▶ **Exercise brief**
Examine the records and identify each line that includes the string "just". Copy those lines.

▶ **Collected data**
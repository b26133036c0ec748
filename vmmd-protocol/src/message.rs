//! JSON envelope types and command classification.

use serde::{Deserialize, Serialize};
use std::collections::HashMap;
use std::fmt;

/// Command arguments, passed through to the handler untouched.
pub type CommandArgs = HashMap<String, String>;

/// Request envelope. Exactly one is exchanged per connection.
///
/// `command` stays a plain string here: an unrecognized command must still
/// decode so the router can answer it with an error envelope. Parsing into
/// [`Command`] happens after decode.
#[derive(Debug, Clone, Serialize, Deserialize)]
pub struct Request {
    /// Command name selecting the operation.
    pub command: String,

    /// Operation-specific arguments, opaque to the dispatch engine.
    #[serde(default)]
    pub args: CommandArgs,
}

impl Request {
    pub fn new(command: impl Into<String>) -> Self {
        Self {
            command: command.into(),
            args: CommandArgs::new(),
        }
    }

    pub fn with_args(mut self, args: CommandArgs) -> Self {
        self.args = args;
        self
    }

    pub fn with_arg(mut self, key: impl Into<String>, value: impl Into<String>) -> Self {
        self.args.insert(key.into(), value.into());
        self
    }
}

/// The sole error shape on the wire.
#[derive(Debug, Clone, Serialize, Deserialize)]
pub struct ErrorEnvelope {
    #[serde(rename = "Error")]
    pub error: String,
}

/// The known control-plane commands.
#[derive(Debug, Clone, Copy, PartialEq, Eq, Hash)]
pub enum Command {
    Start,
    Stop,
    Delete,
    Status,
    Version,
    SetConfig,
    UnsetConfig,
    GetConfig,
    WebconsoleUrl,
}

/// Execution class of a command.
#[derive(Debug, Clone, Copy, PartialEq, Eq)]
pub enum CommandClass {
    /// State-mutating; drained one at a time, in arrival order, by the
    /// operations worker.
    Serialized,
    /// Read-only or config-scoped; executes immediately and may overlap
    /// with any other command.
    Concurrent,
}

impl Command {
    /// Parses a wire command name. Unknown names return `None`.
    pub fn parse(name: &str) -> Option<Command> {
        match name {
            "start" => Some(Command::Start),
            "stop" => Some(Command::Stop),
            "delete" => Some(Command::Delete),
            "status" => Some(Command::Status),
            "version" => Some(Command::Version),
            "setconfig" => Some(Command::SetConfig),
            "unsetconfig" => Some(Command::UnsetConfig),
            "getconfig" => Some(Command::GetConfig),
            "webconsoleurl" => Some(Command::WebconsoleUrl),
            _ => None,
        }
    }

    /// The wire name of this command.
    pub fn name(&self) -> &'static str {
        match self {
            Command::Start => "start",
            Command::Stop => "stop",
            Command::Delete => "delete",
            Command::Status => "status",
            Command::Version => "version",
            Command::SetConfig => "setconfig",
            Command::UnsetConfig => "unsetconfig",
            Command::GetConfig => "getconfig",
            Command::WebconsoleUrl => "webconsoleurl",
        }
    }

    /// Classification table. Every known command maps to exactly one class.
    pub fn class(&self) -> CommandClass {
        match self {
            Command::Start | Command::Stop | Command::Delete => CommandClass::Serialized,
            Command::Status
            | Command::Version
            | Command::SetConfig
            | Command::UnsetConfig
            | Command::GetConfig
            | Command::WebconsoleUrl => CommandClass::Concurrent,
        }
    }

    /// Whether dispatch builds a fresh config store for this command.
    pub fn takes_config(&self) -> bool {
        matches!(
            self,
            Command::Start | Command::SetConfig | Command::UnsetConfig | Command::GetConfig
        )
    }
}

impl fmt::Display for Command {
    fn fmt(&self, f: &mut fmt::Formatter<'_>) -> fmt::Result {
        f.write_str(self.name())
    }
}
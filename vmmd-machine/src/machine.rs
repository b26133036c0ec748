//! The machine handler: one VM, one hypervisor child process.

use crate::hypervisor;
use async_trait::async_trait;
use serde_json::{json, Map, Value};
use std::path::PathBuf;
use std::process::Stdio;
use tokio::process::Child;
use tokio::sync::Mutex;
use vmmd_config::Store;
use vmmd_protocol::CommandArgs;
use vmmd_server::CommandHandler;

/// Supervises a single virtual machine.
///
/// Serialized commands (`start`, `stop`, `delete`) arrive one at a time by
/// contract of the control plane; the mutex exists because the read-only
/// commands (`status`, `webconsoleurl`) may poll the same state while a
/// mutation is in flight.
pub struct Machine {
    name: String,
    state_dir: PathBuf,
    state: Mutex<VmState>,
}

#[derive(Default)]
struct VmState {
    child: Option<Child>,
    webconsole_port: Option<u16>,
}

impl VmState {
    /// Reaps an exited child, returning whether the VM is still running.
    fn poll_running(&mut self) -> bool {
        match self.child.as_mut() {
            Some(child) => match child.try_wait() {
                Ok(None) => true,
                Ok(Some(status)) => {
                    tracing::info!("Hypervisor exited: {}", status);
                    self.child = None;
                    false
                }
                Err(e) => {
                    tracing::error!("Failed to poll hypervisor: {}", e);
                    self.child = None;
                    false
                }
            },
            None => false,
        }
    }
}

impl Machine {
    pub fn new(name: impl Into<String>, state_dir: impl Into<PathBuf>) -> Self {
        Self {
            name: name.into(),
            state_dir: state_dir.into(),
            state: Mutex::new(VmState::default()),
        }
    }

    fn pid_file(&self) -> PathBuf {
        self.state_dir.join("hypervisor.pid")
    }

    fn error(&self, message: impl Into<String>) -> Value {
        json!({"Name": self.name, "Error": message.into()})
    }
}

#[async_trait]
impl CommandHandler for Machine {
    async fn start(&self, config: Store, args: &CommandArgs) -> Value {
        let mut state = self.state.lock().await;
        if state.poll_running() {
            return self.error("virtual machine is already running");
        }

        let spec = match hypervisor::launch_spec(&config, args) {
            Ok(spec) => spec,
            Err(e) => return self.error(e.to_string()),
        };

        if let Err(e) = std::fs::create_dir_all(&self.state_dir) {
            return self.error(format!("failed to create state directory: {}", e));
        }

        tracing::info!("Launching hypervisor: {} {:?}", spec.binary, spec.args);
        let child = match tokio::process::Command::new(&spec.binary)
            .args(&spec.args)
            .stdin(Stdio::null())
            .stdout(Stdio::null())
            .stderr(Stdio::null())
            .spawn()
        {
            Ok(child) => child,
            Err(e) => return self.error(format!("failed to launch hypervisor: {}", e)),
        };

        if let Some(pid) = child.id() {
            if let Err(e) = std::fs::write(self.pid_file(), pid.to_string()) {
                tracing::warn!("Failed to write pid file: {}", e);
            }
        }
        state.webconsole_port = Some(spec.webconsole_port);
        state.child = Some(child);

        json!({"Name": self.name, "Status": "Running"})
    }

    async fn stop(&self) -> Value {
        let mut state = self.state.lock().await;
        if !state.poll_running() {
            return json!({
                "Name": self.name,
                "Success": false,
                "Error": "virtual machine is not running",
            });
        }

        // poll_running just confirmed the child is present.
        if let Some(mut child) = state.child.take() {
            if let Err(e) = child.start_kill() {
                state.child = Some(child);
                return self.error(format!("failed to stop hypervisor: {}", e));
            }
            if let Err(e) = child.wait().await {
                tracing::warn!("Failed to reap hypervisor: {}", e);
            }
        }
        state.webconsole_port = None;
        if let Err(e) = std::fs::remove_file(self.pid_file()) {
            if e.kind() != std::io::ErrorKind::NotFound {
                tracing::warn!("Failed to remove pid file: {}", e);
            }
        }

        json!({"Name": self.name, "Success": true})
    }

    async fn delete(&self) -> Value {
        let mut state = self.state.lock().await;
        if let Some(mut child) = state.child.take() {
            let _ = child.start_kill();
            let _ = child.wait().await;
        }
        state.webconsole_port = None;

        if let Err(e) = std::fs::remove_dir_all(&self.state_dir) {
            if e.kind() != std::io::ErrorKind::NotFound {
                return self.error(format!("failed to remove state directory: {}", e));
            }
        }

        json!({"Name": self.name, "Success": true})
    }

    async fn status(&self) -> Value {
        let mut state = self.state.lock().await;
        let status = if state.poll_running() {
            "Running"
        } else {
            "Stopped"
        };
        json!({"Name": self.name, "Status": status})
    }

    async fn get_version(&self) -> Value {
        json!({
            "Version": env!("CARGO_PKG_VERSION"),
            "Success": true,
        })
    }

    async fn set_config(&self, mut config: Store, args: &CommandArgs) -> Value {
        let mut keys: Vec<&String> = args.keys().collect();
        keys.sort();
        for key in &keys {
            if let Err(e) = config.set(key, &args[key.as_str()]) {
                return self.error(e.to_string());
            }
        }
        json!({"Success": true, "Properties": keys})
    }

    async fn unset_config(&self, mut config: Store, args: &CommandArgs) -> Value {
        let mut keys: Vec<&String> = args.keys().collect();
        keys.sort();
        for key in &keys {
            if let Err(e) = config.unset(key) {
                return self.error(e.to_string());
            }
        }
        json!({"Success": true, "Properties": keys})
    }

    async fn get_config(&self, config: Store, args: &CommandArgs) -> Value {
        let mut configs = Map::new();
        if args.is_empty() {
            for (name, value) in config.all() {
                configs.insert(name.to_string(), Value::String(value));
            }
        } else {
            let mut keys: Vec<&String> = args.keys().collect();
            keys.sort();
            for key in keys {
                match config.get(key) {
                    Ok(value) => {
                        configs.insert(key.clone(), Value::String(value));
                    }
                    Err(e) => return self.error(e.to_string()),
                }
            }
        }
        json!({"Configs": configs})
    }

    async fn get_webconsole_info(&self) -> Value {
        let mut state = self.state.lock().await;
        if !state.poll_running() {
            return self.error("virtual machine is not running");
        }
        let port = state.webconsole_port.unwrap_or(8443);
        json!({"Url": format!("https://127.0.0.1:{}", port)})
    }
}

#[cfg(test)]
mod tests {
    use super::*;
    use tempfile::TempDir;

    fn machine(dir: &TempDir) -> Machine {
        Machine::new("testvm", dir.path().join("machine"))
    }

    fn store(dir: &TempDir) -> Store {
        Store::open(dir.path().join("config.json")).unwrap()
    }

    #[tokio::test]
    async fn test_status_of_fresh_machine_is_stopped() {
        let dir = TempDir::new().unwrap();
        let value = machine(&dir).status().await;
        assert_eq!(value["Status"], "Stopped");
        assert_eq!(value["Name"], "testvm");
    }

    #[tokio::test]
    async fn test_stop_without_running_vm_fails() {
        let dir = TempDir::new().unwrap();
        let value = machine(&dir).stop().await;
        assert_eq!(value["Success"], false);
        assert_eq!(value["Error"], "virtual machine is not running");
    }

    #[tokio::test]
    async fn test_webconsole_requires_running_vm() {
        let dir = TempDir::new().unwrap();
        let value = machine(&dir).get_webconsole_info().await;
        assert_eq!(value["Error"], "virtual machine is not running");
    }

    #[tokio::test]
    async fn test_start_without_image_reports_error() {
        let dir = TempDir::new().unwrap();
        let value = machine(&dir)
            .start(store(&dir), &CommandArgs::new())
            .await;
        let message = value["Error"].as_str().unwrap();
        assert!(message.contains("image-path"));
    }

    #[tokio::test]
    async fn test_start_with_missing_hypervisor_reports_error() {
        let dir = TempDir::new().unwrap();
        let mut config = store(&dir);
        config.set("hypervisor", "/nonexistent/hypervisor").unwrap();
        config.set("image-path", "/images/vm.qcow2").unwrap();

        let value = machine(&dir).start(config, &CommandArgs::new()).await;
        let message = value["Error"].as_str().unwrap();
        assert!(message.starts_with("failed to launch hypervisor:"));
    }

    #[tokio::test]
    async fn test_delete_removes_state_dir() {
        let dir = TempDir::new().unwrap();
        let m = machine(&dir);
        std::fs::create_dir_all(dir.path().join("machine")).unwrap();
        std::fs::write(dir.path().join("machine/hypervisor.pid"), "123").unwrap();

        let value = m.delete().await;
        assert_eq!(value["Success"], true);
        assert!(!dir.path().join("machine").exists());
    }

    #[tokio::test]
    async fn test_config_commands_operate_on_the_store() {
        let dir = TempDir::new().unwrap();
        let m = machine(&dir);

        let mut args = CommandArgs::new();
        args.insert("cpus".to_string(), "8".to_string());
        let value = m.set_config(store(&dir), &args).await;
        assert_eq!(value["Success"], true);

        let value = m.get_config(store(&dir), &args).await;
        assert_eq!(value["Configs"]["cpus"], "8");

        let value = m.unset_config(store(&dir), &args).await;
        assert_eq!(value["Success"], true);

        let value = m.get_config(store(&dir), &CommandArgs::new()).await;
        assert_eq!(value["Configs"]["cpus"], "4");
    }

    #[tokio::test]
    async fn test_set_config_rejects_unknown_property() {
        let dir = TempDir::new().unwrap();
        let mut args = CommandArgs::new();
        args.insert("nested-virt".to_string(), "true".to_string());

        let value = machine(&dir).set_config(store(&dir), &args).await;
        let message = value["Error"].as_str().unwrap();
        assert!(message.contains("nested-virt"));
    }
}
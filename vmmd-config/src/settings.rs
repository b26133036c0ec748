//! The closed table of configuration properties.

use crate::error::StoreError;

/// Value type of a configuration property.
#[derive(Debug, Clone, Copy, PartialEq, Eq)]
pub enum SettingKind {
    /// Unsigned integer, must be nonzero.
    UInt,
    /// "true" or "false".
    Bool,
    /// Filesystem path or executable name.
    Path,
}

/// A known configuration property.
#[derive(Debug, Clone, Copy)]
pub struct Setting {
    /// Property name as used on the wire and in the store file.
    pub name: &'static str,
    pub kind: SettingKind,
    /// Effective value when the property is not set.
    pub default: &'static str,
}

/// Every property the daemon understands. Set/unset/get reject names
/// outside this table.
pub const SETTINGS: &[Setting] = &[
    Setting {
        name: "cpus",
        kind: SettingKind::UInt,
        default: "4",
    },
    Setting {
        name: "memory-mib",
        kind: SettingKind::UInt,
        default: "8192",
    },
    Setting {
        name: "hypervisor",
        kind: SettingKind::Path,
        default: "qemu-system-x86_64",
    },
    Setting {
        name: "image-path",
        kind: SettingKind::Path,
        default: "",
    },
    Setting {
        name: "webconsole-port",
        kind: SettingKind::UInt,
        default: "8443",
    },
    Setting {
        name: "headless",
        kind: SettingKind::Bool,
        default: "true",
    },
];

/// Looks up a property by name.
pub fn lookup(name: &str) -> Option<&'static Setting> {
    SETTINGS.iter().find(|s| s.name == name)
}

impl Setting {
    /// Validates a candidate value against this property's type.
    pub fn validate(&self, value: &str) -> Result<(), StoreError> {
        let reason = match self.kind {
            SettingKind::UInt => match value.parse::<u64>() {
                Ok(0) => Some("must be greater than zero".to_string()),
                Ok(_) => None,
                Err(_) => Some("expected an unsigned integer".to_string()),
            },
            SettingKind::Bool => match value {
                "true" | "false" => None,
                _ => Some("expected 'true' or 'false'".to_string()),
            },
            SettingKind::Path => {
                if value.is_empty() {
                    Some("expected a non-empty path".to_string())
                } else {
                    None
                }
            }
        };

        match reason {
            Some(reason) => Err(StoreError::InvalidValue {
                name: self.name.to_string(),
                value: value.to_string(),
                reason,
            }),
            None => Ok(()),
        }
    }
}
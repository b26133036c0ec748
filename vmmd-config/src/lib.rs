//! # vmmd-config
//!
//! Configuration store for the vmmd daemon.
//!
//! Each control-plane request that needs configuration gets its own [`Store`]
//! instance, loaded fresh from disk; instances are never cached or shared
//! across requests. The set of properties is closed: see [`settings`] for
//! the table of known properties, their types, and their defaults.

pub mod error;
pub mod settings;
pub mod store;

pub use error::StoreError;
pub use settings::{Setting, SettingKind};
pub use store::Store;
//! # vmmd-machine
//!
//! VM lifecycle backend for vmmd: the default [`CommandHandler`]
//! implementation, supervising a single virtual machine as a hypervisor
//! child process.
//!
//! [`CommandHandler`]: vmmd_server::CommandHandler

pub mod error;
pub mod hypervisor;
pub mod machine;

pub use error::MachineError;
pub use hypervisor::LaunchSpec;
pub use machine::Machine;
//! # Playground
//!
//! A small demonstration of value semantics versus shared-reference
//! semantics in Rust.
//!
//! ## Layout
//!
//! - **Value types**: [`Dimensions`] is `Copy`, so assignment duplicates it
//! - **Reference types**: [`VideoMode`] is a shared handle, so assignment
//!   aliases one instance and [`Identity`] compares handles, not fields
//! - **Driver**: [`Script`] runs the demonstration and renders the transcript

#![warn(missing_docs)]
#![warn(clippy::all)]

pub mod context;
pub mod error;
pub mod script;
pub mod value;

// Re-export main types
pub use context::ScriptConfig;
pub use error::{PlaygroundError, Result};
pub use script::{Observation, Script, Section};
pub use value::{retime, Dimensions, Float, Identity, VideoMode, VideoModeState};

/// Playground version
pub const VERSION: &str = env!("CARGO_PKG_VERSION");

#[cfg(test)]
mod tests {
    use super::*;

    #[test]
    fn test_version_exists() {
        assert!(!VERSION.is_empty());
    }
}
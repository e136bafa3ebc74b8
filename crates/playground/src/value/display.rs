//! Display implementations for the demonstration types

use std::fmt;

use super::*;

/// Wrapper that renders an `f64` with at least one fractional digit.
///
/// `30.0` prints as `30.0` rather than `30`.
#[derive(Debug, Clone, Copy, PartialEq)]
pub struct Float(pub f64);

impl fmt::Display for Float {
    fn fmt(&self, f: &mut fmt::Formatter<'_>) -> fmt::Result {
        let n = self.0;
        if n.is_finite() && n.fract() == 0.0 {
            write!(f, "{:.1}", n)
        } else {
            write!(f, "{}", n)
        }
    }
}

impl fmt::Display for Dimensions {
    fn fmt(&self, f: &mut fmt::Formatter<'_>) -> fmt::Result {
        write!(f, "{}x{}", self.width, self.height)
    }
}

impl fmt::Display for VideoModeState {
    fn fmt(&self, f: &mut fmt::Formatter<'_>) -> fmt::Result {
        if let Some(name) = &self.name {
            write!(f, "{} ", name)?;
        }
        write!(f, "{}", self.dimensions)?;
        if self.interlaced {
            write!(f, " interlaced")?;
        }
        write!(f, " @ {} fps", Float(self.frame_rate))
    }
}

impl fmt::Display for VideoMode {
    fn fmt(&self, f: &mut fmt::Formatter<'_>) -> fmt::Result {
        write!(f, "{}", self.snapshot())
    }
}
use std::marker::PhantomData;

/// External collaborators a pool calls out to but never implements.
///
/// A pool is generic over its hooks, so the disabled defaults compile down to
/// nothing: with [`NoHooks`] there is no locking code and no corruption
/// handling code in the produced machine code at all.
///
/// # Locking
///
/// When `lock`/`unlock` are implemented, every [`acquire`][1] and
/// [`release`][2] call brackets its entire body with exactly one matched
/// `lock`/`unlock` pair, on every exit path including early failures. The
/// pool only guarantees the pairing; whether the lock spins, blocks, or does
/// nothing is entirely the implementor's business.
///
/// The pool has no re-entrancy protection: hook implementations must not call
/// back into the pool they are guarding.
///
/// # Corruption reporting
///
/// With the `guard` crate feature enabled, `on_corruption` receives the
/// address of the header whose magic value failed verification. It is invoked
/// exactly once per detection. Detection policy (log, halt, reset) is the
/// implementor's responsibility; the pool merely aborts the operation without
/// mutating its state and without panicking.
///
/// # Example
///
/// ```rust
/// use chunk_pool::PoolHooks;
///
/// struct IrqMaskingHooks;
///
/// impl PoolHooks for IrqMaskingHooks {
///     fn lock() {
///         // e.g. mask interrupts or take a spinlock
///     }
///
///     fn unlock() {
///         // undo whatever lock() did
///     }
/// }
/// ```
///
/// [1]: crate::ChunkPool::acquire
/// [2]: crate::ChunkPool::release
pub trait PoolHooks {
    /// Entered before any pool state is read or written.
    fn lock() {}

    /// Left after the operation body completes, on all exit paths.
    fn unlock() {}

    /// A header's magic value did not match; `addr` is the offending header
    /// (or, on release, the pointer being released).
    fn on_corruption(addr: *const u8) {
        _ = addr;
    }
}

/// The default hooks: no locking, corruption reports are discarded.
#[derive(Debug)]
#[non_exhaustive]
pub struct NoHooks;

impl PoolHooks for NoHooks {}

/// RAII critical section over a [`PoolHooks`] implementation.
///
/// Constructed at the top of every operation body; the `Drop` impl makes it
/// impossible for any return path to skip the `unlock` call.
pub(crate) struct HookSection<H: PoolHooks> {
    _hooks: PhantomData<H>,
}

impl<H: PoolHooks> HookSection<H> {
    pub(crate) fn enter() -> Self {
        H::lock();
        Self {
            _hooks: PhantomData,
        }
    }
}

impl<H: PoolHooks> Drop for HookSection<H> {
    fn drop(&mut self) {
        H::unlock();
    }
}

#[cfg(test)]
mod tests {
    use std::sync::atomic::{AtomicUsize, Ordering};

    use super::*;

    #[test]
    fn section_pairs_lock_and_unlock() {
        static LOCKS: AtomicUsize = AtomicUsize::new(0);
        static UNLOCKS: AtomicUsize = AtomicUsize::new(0);

        struct CountingHooks;

        impl PoolHooks for CountingHooks {
            fn lock() {
                LOCKS.fetch_add(1, Ordering::SeqCst);
            }

            fn unlock() {
                UNLOCKS.fetch_add(1, Ordering::SeqCst);
            }
        }

        {
            let _section = HookSection::<CountingHooks>::enter();
            assert_eq!(LOCKS.load(Ordering::SeqCst), 1);
            assert_eq!(UNLOCKS.load(Ordering::SeqCst), 0);
        }

        assert_eq!(LOCKS.load(Ordering::SeqCst), 1);
        assert_eq!(UNLOCKS.load(Ordering::SeqCst), 1);
    }

    #[test]
    fn default_hooks_are_no_ops() {
        // Nothing to observe; this merely exercises the default bodies.
        NoHooks::lock();
        NoHooks::unlock();
        NoHooks::on_corruption(std::ptr::null());
    }
}
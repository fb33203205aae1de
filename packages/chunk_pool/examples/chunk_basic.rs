//! Basic usage example for `ChunkPool`.
//!
//! This example partitions a stack buffer into fixed-size chunks, drains the
//! pool, and demonstrates the LIFO reuse order of released blocks.

use std::mem::MaybeUninit;

use chunk_pool::{ChunkPool, NoHooks};

fn main() {
    // Any writable region works; here, a buffer on the stack.
    let mut buffer = [MaybeUninit::<u8>::uninit(); 512];

    let mut pool =
        ChunkPool::<NoHooks>::new(&mut buffer, 24).expect("buffer fits many 24-byte chunks");

    println!(
        "Created pool: {} blocks of {} payload bytes (stride {})",
        pool.capacity(),
        pool.chunk_size(),
        pool.stride()
    );

    // Acquire a pair of blocks and fill their payloads.
    let first = pool.acquire().expect("fresh pool has free blocks");
    let second = pool.acquire().expect("capacity is well above two");

    // SAFETY: each pointer is valid for chunk_size() bytes until released.
    unsafe {
        first.write_bytes(0x11, pool.chunk_size());
        second.write_bytes(0x22, pool.chunk_size());
    }

    println!("Acquired two blocks at {first:p} and {second:p}");

    // Release them; the most recently released block comes back first.
    // SAFETY: both pointers came from this pool and are not used afterwards.
    unsafe {
        pool.release(first.as_ptr());
        pool.release(second.as_ptr());
    }

    let reused = pool.acquire().expect("just released two blocks");
    assert_eq!(reused, second);
    println!("LIFO reuse: got {reused:p} back immediately");

    // Drain the pool completely; exhaustion is a normal empty result.
    let mut count = 1_usize; // `reused` is already out.
    while pool.acquire().is_some() {
        count += 1;
    }

    assert_eq!(count, pool.capacity().get());
    println!("Drained all {count} blocks; the next acquire returned None");
}
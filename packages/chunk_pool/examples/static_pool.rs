//! Usage example for `StaticPool` (requires the `static-pool` feature).
//!
//! Run with: `cargo run --example static_pool --features static-pool`
//!
//! A static pool reserves its buffer inside a `static` and exposes
//! handle-free acquire/release, the way firmware typically wants a single
//! process-wide block pool.

use chunk_pool::StaticPool;

/// 4 KiB of block storage, reserved at program scope.
static POOL: StaticPool<4096> = StaticPool::new();

fn main() {
    POOL.init(64).expect("first init of a 4 KiB pool");

    let capacity = POOL.capacity().expect("pool is initialized").get();
    println!("Static pool ready: {capacity} blocks of 64 bytes");

    // No handle to thread around: any code in the process can acquire.
    let payload = POOL.acquire().expect("fresh pool has free blocks");

    // SAFETY: the pointer is valid for 64 bytes until released.
    unsafe {
        payload.write_bytes(0xA5, 64);
    }

    println!("Acquired and filled a block at {payload:p}");

    // SAFETY: `payload` came from this pool and is not used afterwards.
    unsafe {
        POOL.release(payload.as_ptr());
    }

    // Re-initialization is refused; the original partitioning stays live.
    assert!(POOL.init(128).is_err());
    println!("Re-init refused, pool still serves {capacity} blocks");
}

▶ **Finished task**
        // poll_running just confirmed the child is present.
    let reused = pool.acquire().expect("just released two blocks");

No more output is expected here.